There have also been some sceptical opinions about the interpretation of Zipf’s Law of Abbreviation in terms of efficient organization of language. Miller (Reference Miller1957) noted that a correlation between word length and word frequency is also observed if someone randomly types characters on a keyboard with letters and a space character. A randomly typing monkey would produce a sequence of meaningless strings of characters, whereby shorter strings would appear more frequently than longer ones. At the same time, Howes (Reference Howes1968) argued that the assumptions of Miller’s model are not applicable to natural language. Obviously, we do not form words from randomly reshuffled letters to express some random meanings. More recently, Ferrer-i-Cancho, Bentz and Seguin (Reference Ferrer-i-Cancho, Bentz and Seguin2020) showed that Miller’s random typing itself represents an optimal encoding system from the perspective of standard information theory, which means that it is not surprising that the results of random typing are similar to Zipf’s. Moreover, there are multiple indications that efficient formal reduction is an important type of language change. Section 1.1, for example, discussed the shortened forms for ‘coronavirus’. It is impossible to see this and numerous other examples (see Chapter 5) as a result of random processes.
Word length correlates not only with frequency but also with how predictable a word is from its context. In an experimental study, Manin (Reference Manin2006) showed that word length is correlated with the average probability of guessing the word in context. Informativity can be also inferred from very large corpora. Using n-grams from several Germanic, Romance and Slavic languages, Piantadosi, Tily and Gibson (Reference Piantadosi, Tily and Gibson2011) found out that the average informativity, i.e., the negative logarithm of the conditional probability of a word given its previous context (1 to 3 words on the left), is even more strongly correlated with word length than simple frequency. These findings were complemented and extended by Mahowald et al. (Reference Mahowald, Fedorenko, Piantadosi and Gibson2013), who examined such pairs as exam – examination, chimp – chimpanzee and math(s) – mathematics. Their corpus-based analysis demonstrates that the shorter forms had on average lower informativity given their left context. An experiment with forced-choice sentence completion also revealed that the shorter forms are preferred in more predictive contexts.
These conclusions, however, have been challenged recently by Meylan and Griffiths (Reference Meylan and Griffiths2021), who showed that the dominance of informativity is no longer observed when one encodes strings in UTF-8, which is more fit for languages other than English than the ASCII standard, and excludes words that are not found in the dictionaries of the specific languages. Moreover, one may wonder if the results will hold if more diverse languages are taken into account.

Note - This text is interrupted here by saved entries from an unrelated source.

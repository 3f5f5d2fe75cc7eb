//! # Typed Pool
//!
//! A [`SizeClassPool`] sized for one plain-old-data type.

use std::fmt;
use std::marker::PhantomData;
use std::mem::size_of;

use bytemuck::Pod;

use super::size_class::{Block, SizeClassPool};

/// Handle to a `T` stored in a [`TypedPool`].
#[must_use = "dropping a block handle leaks the block until its pool is dropped"]
pub struct TypedBlock<T> {
    block: Block,
    _marker: PhantomData<fn() -> T>,
}

impl<T> TypedBlock<T> {
    /// Position of the underlying block in its pool.
    #[inline]
    #[must_use]
    pub const fn index(&self) -> usize {
        self.block.index()
    }
}

impl<T> fmt::Debug for TypedBlock<T> {
    fn fmt(&self, f: &mut fmt::Formatter<'_>) -> fmt::Result {
        f.debug_tuple("TypedBlock").field(&self.block.index()).finish()
    }
}

/// A pool whose blocks each hold one `T`.
///
/// Values are copied in and out, so `T` needs no particular alignment
/// within the pool's chunks.
///
/// # Example
///
/// ```rust,ignore
/// let mut pool: TypedPool<u32> = TypedPool::new(1024);
///
/// let handle = pool.alloc(42);
/// assert_eq!(pool.get(&handle), 42);
/// assert_eq!(pool.release(handle), 42);
/// ```
pub struct TypedPool<T: Pod> {
    pool: SizeClassPool,
    _marker: PhantomData<fn() -> T>,
}

impl<T: Pod> TypedPool<T> {
    /// Creates an empty pool growing by `blocks_per_chunk` values at a time.
    ///
    /// # Panics
    ///
    /// Panics if `blocks_per_chunk` is zero.
    #[must_use]
    pub fn new(blocks_per_chunk: usize) -> Self {
        Self {
            pool: SizeClassPool::new(size_of::<T>(), blocks_per_chunk),
            _marker: PhantomData,
        }
    }

    /// The underlying untyped pool.
    #[inline]
    #[must_use]
    pub const fn pool(&self) -> &SizeClassPool {
        &self.pool
    }

    /// Allocates a block and stores `value` in it.
    #[inline]
    pub fn alloc(&mut self, value: T) -> TypedBlock<T> {
        let block = self.pool.alloc();
        let handle = TypedBlock {
            block,
            _marker: PhantomData,
        };
        self.set(&handle, value);
        handle
    }

    /// Reads the value stored behind `handle`.
    #[inline]
    #[must_use]
    pub fn get(&self, handle: &TypedBlock<T>) -> T {
        bytemuck::pod_read_unaligned(&self.pool.bytes(&handle.block)[..size_of::<T>()])
    }

    /// Overwrites the value stored behind `handle`.
    #[inline]
    pub fn set(&mut self, handle: &TypedBlock<T>, value: T) {
        self.pool.bytes_mut(&handle.block)[..size_of::<T>()]
            .copy_from_slice(bytemuck::bytes_of(&value));
    }

    /// Releases the block, returning the value it last held.
    #[inline]
    pub fn release(&mut self, handle: TypedBlock<T>) -> T {
        let value = self.get(&handle);
        self.pool.release(handle.block);
        value
    }
}

impl<T: Pod> fmt::Debug for TypedPool<T> {
    fn fmt(&self, f: &mut fmt::Formatter<'_>) -> fmt::Result {
        f.debug_struct("TypedPool").field("pool", &self.pool).finish()
    }
}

In order to answer this question, I investigated corpus data from nine languages: Arabic, Czech, English, Finnish, German, Hindi, Hungarian, Indonesian and Russian. The data are online news corpora with 30 million tokens from each language taken from the Leipzig Corpora Collection (Goldhahn, Eckart and Quasthoff Reference Goldhahn, Eckart, Quasthoff, Calzolari, Choukri and Declerck2012). The length of words was measured in UTF-8 characters. For each language, 4,000 wordforms (only alphabetic characters) with frequency greater than 20 were selected randomly for analysis. This frequency cut-off was used in order to avoid typos and other spurious hits. Frequency was represented by self-information. That is, the frequency is divided by the corpus size and then the negative logarithm is taken. The higher the frequency of a word, the lower the self-information value. Informativity represents the average probability of a word given one previous word, also negatively log-transformed. The more predictable a word on average from preceding words, the lower the contextual informativity value.
Next, Spearman’s rank correlation coefficients were computed for each language (a) between word length and self-information, and (b) between word length and contextual informativity. The results are shown in Figure 2.1. Partial correlations were also computed, such that the correlations between length and self-information were controlled for contextual informativity, and the correlations between length and contextual informativity were controlled for self-information. The partial correlations are represented by symbols (dots and triangles) on the same plot.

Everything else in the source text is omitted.